ThoughtWorksStudios / eb_deployer

AWS Elastic Beanstalk blue-green deployment automation from ThoughtWorks Mingle Team
MIT License
400 stars 94 forks source link

Red/Black deployment strategy #44

Closed mefellows closed 9 years ago

mefellows commented 9 years ago

This feature introduces a new Strategy, which is really a fresh take on the Blue Green approach. In short, in many cases its ideal to remove the inactive stack post deployment - generally for keeping costs down.

This strategy follows the Blue Green approach, but will tear down a stack after a successful migration to the new 'Red' Environment, marking the old one as 'black' and terminating.

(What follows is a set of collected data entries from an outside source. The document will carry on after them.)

//! SQLite-backed [`Store`] implementation.
//!
//! Embeddings are stored inline as little-endian `f32` BLOBs (see
//! [`vec_to_blob`]); `NULL` means the embedding is absent.

use anyhow::{anyhow, bail, Result};
use async_trait::async_trait;
use sqlx::sqlite::SqliteRow;
use sqlx::{Row, Sqlite, SqlitePool};

use crate::embedding::{blob_to_vec, vec_to_blob};
use crate::models::{BoundaryType, Chunk, ChunkMetadata, ContentType, Source};

use super::{ChunkFilter, SourceFilter, Store};

const CHUNK_COLUMNS: &str = "c.id, c.source_id, c.chunk_index, c.content, c.hash, c.embedding, \
     c.start_offset, c.end_offset, c.token_estimate, c.boundary_type, c.heading, \
     c.page_number, c.overlap_len";

const SOURCE_COLUMNS: &str = "s.id, s.owner_id, s.content_type, s.content, s.summary, \
     s.summary_embedding, s.created_at, s.updated_at";

/// SQLite implementation of the [`Store`] trait over the schema created by
/// [`migrate`](crate::migrate::migrate).
pub struct SqliteStore {
    pool: SqlitePool,
}

impl SqliteStore {
    pub fn new(pool: SqlitePool) -> Self {
        Self { pool }
    }

    pub fn pool(&self) -> &SqlitePool {
        &self.pool
    }
}

fn chunk_from_row(row: &SqliteRow) -> Result<Chunk> {
    let boundary: String = row.try_get("boundary_type")?;
    let embedding: Option<Vec<u8>> = row.try_get("embedding")?;
    let page_number: Option<i64> = row.try_get("page_number")?;

    Ok(Chunk {
        id: row.try_get("id")?,
        source_id: row.try_get("source_id")?,
        chunk_index: row.try_get("chunk_index")?,
        content: row.try_get("content")?,
        hash: row.try_get("hash")?,
        embedding: embedding.map(|b| blob_to_vec(&b)),
        metadata: ChunkMetadata {
            start_offset: row.try_get::<i64, _>("start_offset")? as usize,
            end_offset: row.try_get::<i64, _>("end_offset")? as usize,
            token_estimate: row.try_get::<i64, _>("token_estimate")? as usize,
            boundary: boundary.parse::<BoundaryType>().map_err(|e| anyhow!(e))?,
            heading: row.try_get("heading")?,
            page_number: page_number.map(|p| p as u32),
            overlap_len: row.try_get::<i64, _>("overlap_len")? as usize,
        },
    })
}

fn source_from_row(row: &SqliteRow) -> Result<Source> {
    let content_type: String = row.try_get("content_type")?;
    let summary_embedding: Option<Vec<u8>> = row.try_get("summary_embedding")?;

    Ok(Source {
        id: row.try_get("id")?,
        owner_id: row.try_get("owner_id")?,
        content_type: content_type.parse::<ContentType>()?,
        content: row.try_get("content")?,
        summary: row.try_get("summary")?,
        summary_embedding: summary_embedding.map(|b| blob_to_vec(&b)),
        created_at: row.try_get("created_at")?,
        updated_at: row.try_get("updated_at")?,
    })
}

fn limit(n: usize) -> i64 {
    i64::try_from(n).unwrap_or(i64::MAX)
}

async fn insert_chunk_row<'e, E>(executor: E, chunk: &Chunk) -> Result<()>
where
    E: sqlx::Executor<'e, Database = Sqlite>,
{
    let m = &chunk.metadata;
    sqlx::query(
        r#"
        INSERT INTO chunks (id, source_id, chunk_index, content, hash, embedding,
                            start_offset, end_offset, token_estimate, boundary_type,
                            heading, page_number, overlap_len)
        VALUES (?, ?, ?, ?, ?, ?, ?, ?, ?, ?, ?, ?, ?)
        "#,
    )
    .bind(&chunk.id)
    .bind(&chunk.source_id)
    .bind(chunk.chunk_index)
    .bind(&chunk.content)
    .bind(&chunk.hash)
    .bind(chunk.embedding.as_deref().map(vec_to_blob))
    .bind(m.start_offset as i64)
    .bind(m.end_offset as i64)
    .bind(m.token_estimate as i64)
    .bind(m.boundary.as_str())
    .bind(&m.heading)
    .bind(m.page_number.map(i64::from))
    .bind(m.overlap_len as i64)
    .execute(executor)
    .await?;
    Ok(())
}

#[async_trait]
impl Store for SqliteStore {
    async fn upsert_source(&self, source: &Source) -> Result<()> {
        sqlx::query(
            r#"
            INSERT INTO sources (id, owner_id, content_type, content, summary,
                                 summary_embedding, created_at, updated_at)
            VALUES (?, ?, ?, ?, ?, ?, ?, ?)
            ON CONFLICT(id) DO UPDATE SET
                owner_id = excluded.owner_id,
                content_type = excluded.content_type,
                content = excluded.content,
                summary = excluded.summary,
                summary_embedding = excluded.summary_embedding,
                updated_at = excluded.updated_at
            "#,
        )
        .bind(&source.id)
        .bind(&source.owner_id)
        .bind(source.content_type.as_str())
        .bind(&source.content)
        .bind(&source.summary)
        .bind(source.summary_embedding.as_deref().map(vec_to_blob))
        .bind(source.created_at)
        .bind(source.updated_at)
        .execute(&self.pool)
        .await?;

        Ok(())
    }

    async fn get_source(&self, id: &str) -> Result<Option<Source>> {
        let row = sqlx::query(&format!("SELECT {} FROM sources s WHERE s.id = ?", SOURCE_COLUMNS))
            .bind(id)
            .fetch_optional(&self.pool)
            .await?;
        row.as_ref().map(source_from_row).transpose()
    }

    async fn delete_source(&self, id: &str) -> Result<bool> {
        let mut tx = self.pool.begin().await?;
        sqlx::query("DELETE FROM chunks WHERE source_id = ?")
            .bind(id)
            .execute(&mut *tx)
            .await?;
        let result = sqlx::query("DELETE FROM sources WHERE id = ?")
            .bind(id)
            .execute(&mut *tx)
            .await?;
        tx.commit().await?;
        Ok(result.rows_affected() > 0)
    }

    async fn insert_chunk(&self, chunk: &Chunk) -> Result<()> {
        insert_chunk_row(&self.pool, chunk).await
    }

    async fn delete_chunks_by_source(&self, source_id: &str) -> Result<u64> {
        let result = sqlx::query("DELETE FROM chunks WHERE source_id = ?")
            .bind(source_id)
            .execute(&self.pool)
            .await?;
        Ok(result.rows_affected())
    }

    /// Runs in one transaction; on failure the previous chunks are kept.
    async fn replace_chunks(&self, source_id: &str, chunks: &[Chunk]) -> Result<u64> {
        let mut tx = self.pool.begin().await?;
        let deleted = sqlx::query("DELETE FROM chunks WHERE source_id = ?")
            .bind(source_id)
            .execute(&mut *tx)
            .await?
            .rows_affected();
        for chunk in chunks {
            insert_chunk_row(&mut *tx, chunk).await?;
        }
        tx.commit().await?;
        Ok(deleted)
    }

    async fn chunks_by_source(&self, source_id: &str) -> Result<Vec<Chunk>> {
        let rows = sqlx::query(&format!(
            "SELECT {} FROM chunks c WHERE c.source_id = ? ORDER BY c.chunk_index",
            CHUNK_COLUMNS
        ))
        .bind(source_id)
        .fetch_all(&self.pool)
        .await?;
        rows.iter().map(chunk_from_row).collect()
    }

    async fn list_chunks(&self, filter: &ChunkFilter) -> Result<Vec<Chunk>> {
        let rows = sqlx::query(&format!(
            r#"
            SELECT {}
            FROM chunks c
            JOIN sources s ON s.id = c.source_id
            WHERE (? IS NULL OR s.owner_id = ?)
              AND (? = 0 OR c.embedding IS NULL)
              AND (? IS NULL OR c.id > ?)
            ORDER BY c.id
            LIMIT ?
            "#,
            CHUNK_COLUMNS
        ))
        .bind(filter.owner_id.as_deref())
        .bind(filter.owner_id.as_deref())
        .bind(filter.pending_only)
        .bind(filter.after_id.as_deref())
        .bind(filter.after_id.as_deref())
        .bind(limit(filter.limit))
        .fetch_all(&self.pool)
        .await?;
        rows.iter().map(chunk_from_row).collect()
    }

    async fn update_chunk_embedding(&self, chunk_id: &str, vector: &[f32]) -> Result<()> {
        let result = sqlx::query("UPDATE chunks SET embedding = ? WHERE id = ?")
            .bind(vec_to_blob(vector))
            .bind(chunk_id)
            .execute(&self.pool)
            .await?;
        if result.rows_affected() == 0 {
            bail!("chunk not found: {}", chunk_id);
        }
        Ok(())
    }

    async fn count_chunks(&self, owner_id: Option<&str>, embedded: bool) -> Result<u64> {
        let count: i64 = sqlx::query_scalar(
            r#"
            SELECT COUNT(*)
            FROM chunks c
            JOIN sources s ON s.id = c.source_id
            WHERE (? IS NULL OR s.owner_id = ?)
              AND (c.embedding IS NOT NULL) = ?
            "#,
        )
        .bind(owner_id)
        .bind(owner_id)
        .bind(embedded)
        .fetch_one(&self.pool)
        .await?;
        Ok(count as u64)
    }

    async fn sources_without_chunks(&self, filter: &SourceFilter) -> Result<Vec<Source>> {
        let rows = sqlx::query(&format!(
            r#"
            SELECT {}
            FROM sources s
            WHERE NOT EXISTS (SELECT 1 FROM chunks c WHERE c.source_id = s.id)
              AND (? IS NULL OR s.owner_id = ?)
              AND (? IS NULL OR s.id > ?)
            ORDER BY s.id
            LIMIT ?
            "#,
            SOURCE_COLUMNS
        ))
        .bind(filter.owner_id.as_deref())
        .bind(filter.owner_id.as_deref())
        .bind(filter.after_id.as_deref())
        .bind(filter.after_id.as_deref())
        .bind(limit(filter.limit))
        .fetch_all(&self.pool)
        .await?;
        rows.iter().map(source_from_row).collect()
    }

    async fn sources_with_pending_summary(&self, filter: &SourceFilter) -> Result<Vec<Source>> {
        let rows = sqlx::query(&format!(
            r#"
            SELECT {}
            FROM sources s
            WHERE s.summary IS NOT NULL
              AND s.summary_embedding IS NULL
              AND (? IS NULL OR s.owner_id = ?)
              AND (? IS NULL OR s.id > ?)
            ORDER BY s.id
            LIMIT ?
            "#,
            SOURCE_COLUMNS
        ))
        .bind(filter.owner_id.as_deref())
        .bind(filter.owner_id.as_deref())
        .bind(filter.after_id.as_deref())
        .bind(filter.after_id.as_deref())
        .bind(limit(filter.limit))
        .fetch_all(&self.pool)
        .await?;
        rows.iter().map(source_from_row).collect()
    }

    async fn update_summary_embedding(&self, source_id: &str, vector: &[f32]) -> Result<()> {
        let result = sqlx::query("UPDATE sources SET summary_embedding = ? WHERE id = ?")
            .bind(vec_to_blob(vector))
            .bind(source_id)
            .execute(&self.pool)
            .await?;
        if result.rows_affected() == 0 {
            bail!("source not found: {}", source_id);
        }
        Ok(())
    }

    async fn count_summaries(&self, owner_id: Option<&str>, embedded: bool) -> Result<u64> {
        let count: i64 = sqlx::query_scalar(
            r#"
            SELECT COUNT(*)
            FROM sources s
            WHERE s.summary IS NOT NULL
              AND (? IS NULL OR s.owner_id = ?)
              AND (s.summary_embedding IS NOT NULL) = ?
            "#,
        )
        .bind(owner_id)
        .bind(owner_id)
        .bind(embedded)
        .fetch_one(&self.pool)
        .await?;
        Ok(count as u64)
    }
}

It should be noted that I considered modifying the existing Blue-Green strategy, but felt it was best to separate for the following reasons:

  1. Existing users should not be confused by the new strategy
  2. I didn't want to complicate the behaviour of the pattern further by introducing more knobs/levers
  3. We may want to modify the Red/Black pattern to do other things going forward, such as introducing a wait period/signal before terminating the inactive environment and so on.

What are your thoughts?

wpc commented 9 years ago

hi @mefellows:

Many thanks for the contribution. There are mostly 2 flavors of blue green implementation on AWS: switch routing on ELB (e.g. asguard) or on DNS record (e.g. our eb_deployer). Both has pros and cons. DNS switching approach is safer for on going requests and less intrusive for application's own infrastructure, but has the con that it is never theoretically safe for killing the inactive environment because of DNS caching. So what I generally do in production is letting inactive environment scale down to 1 instance using "inactive_settings" config. This both helps us cope with DNS cache, and provides us a safe-net for bad version.

Our production settings:

    option_settings:
      - namespace: aws:autoscaling:asg
        option_name: MinSize
        value: "5"
    inactive_settings:
      - namespace: aws:autoscaling:asg
        option_name: MinSize
        value: "1"

Similarly if you are confident traffic to inactive will die out in a specific period of time, you can use following settings to gradually kill idle instances to 0 to save cost.

    option_settings:
      # providing least redundancy
      - namespace: aws:autoscaling:asg
        option_name: MinSize
        value: "2"
      # make sure cooldown is reset back to default when environment become active again
      - namespace: aws:autoscaling:asg
        option_name: Cooldown
        value: "360"
    inactive_settings:
      # reduce instance count to 0 to save cost
      - namespace: aws:autoscaling:asg
        option_name: MinSize
        value: "0"
      # make sure cooldown is big enough to cope with DNS cache
      - namespace: aws:autoscaling:asg
        option_name: Cooldown
        value: "900"

The above configuration will wait at least 15 minutes (900 seconds) to kill the last instance in inactive, and in most case it is safe. Also the scale down process is off from the deployment process, so the deployment time will not increase even you have long Cooldown buffer.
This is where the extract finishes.